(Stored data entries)
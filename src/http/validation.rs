//! Request validation
//!
//! Provides a `ValidatedJson` extractor that validates request bodies using
//! the validator crate and reports failures as `ApiError::ValidationFailed`.

use axum::{
    extract::{rejection::JsonRejection, FromRequest, Request},
    Json,
};
use serde::de::DeserializeOwned;
use validator::{Validate, ValidationErrors};

use crate::error::{ApiError, FieldError};

/// A JSON extractor that also validates the request body.
///
/// ```ignore
/// #[derive(Deserialize, Validate)]
/// struct Subscribe {
///     #[validate(email)]
///     email: String,
/// }
///
/// async fn handler(ValidatedJson(req): ValidatedJson<Subscribe>) { /* validated */ }
/// ```
#[derive(Debug, Clone, Copy, Default)]
pub struct ValidatedJson<T>(pub T);

impl<T, S> FromRequest<S> for ValidatedJson<T>
where
    T: DeserializeOwned + Validate,
    S: Send + Sync,
{
    type Rejection = ApiError;

    async fn from_request(req: Request, state: &S) -> Result<Self, Self::Rejection> {
        let Json(value) = Json::<T>::from_request(req, state)
            .await
            .map_err(json_rejection)?;

        value
            .validate()
            .map_err(|e| ApiError::ValidationFailed(field_errors(&e)))?;

        Ok(Self(value))
    }
}

fn json_rejection(rejection: JsonRejection) -> ApiError {
    ApiError::with_status(rejection.status(), rejection.body_text())
}

/// Flatten validator output into field errors, ordered by field name.
pub fn field_errors(errors: &ValidationErrors) -> Vec<FieldError> {
    let mut fields: Vec<_> = errors.field_errors().into_iter().collect();
    fields.sort_by(|a, b| a.0.cmp(&b.0));

    fields
        .into_iter()
        .flat_map(|(field, errors)| {
            errors.iter().map(move |error| {
                let message = error
                    .message
                    .as_ref()
                    .map_or_else(|| error.code.to_string(), ToString::to_string);
                FieldError::new(field.to_string(), message)
            })
        })
        .collect()
}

(EXERCISE GOAL) Report each line in the data above that holds the word "FieldError" by copying it.

(RESULT OF THE TASK)
use crate::error::{ApiError, FieldError};
pub fn field_errors(errors: &ValidationErrors) -> Vec<FieldError> {
                FieldError::new(field.to_string(), message)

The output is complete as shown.